Set every entry down again exactly, omitting none.

▼

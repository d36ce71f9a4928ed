//! Book resource routes, relative to the configured base path.

use crate::handlers::books::{create, delete, list, monthly_plan, read, stats, update};
use crate::state::AppState;
use axum::{routing::get, Router};

/// `/`, `/book-stats` and `/:id`, plus `/monthly-plan/:year` when enabled.
pub fn book_routes(monthly_plan_enabled: bool) -> Router<AppState> {
    let router = Router::new()
        .route("/", get(list).post(create))
        .route("/book-stats", get(stats))
        .route("/:id", get(read).patch(update).delete(delete));
    if monthly_plan_enabled {
        router.route("/monthly-plan/:year", get(monthly_plan))
    } else {
        router
    }
}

▲

RESULT OF THE TASK:
repository d36ce71f9a4928ed
//! Book resource routes, relative to the configured base path.

use crate::handlers::books::{create, delete, list, monthly_plan, read, stats, update};
use crate::state::AppState;
use axum::{routing::get, Router};

/// `/`, `/book-stats` and `/:id`, plus `/monthly-plan/:year` when enabled.
pub fn book_routes(monthly_plan_enabled: bool) -> Router<AppState> {
    let router = Router::new()
        .route("/", get(list).post(create))
        .route("/book-stats", get(stats))
        .route("/:id", get(read).patch(update).delete(delete));
    if monthly_plan_enabled {
        router.route("/monthly-plan/:year", get(monthly_plan))
    } else {
        router
    }
}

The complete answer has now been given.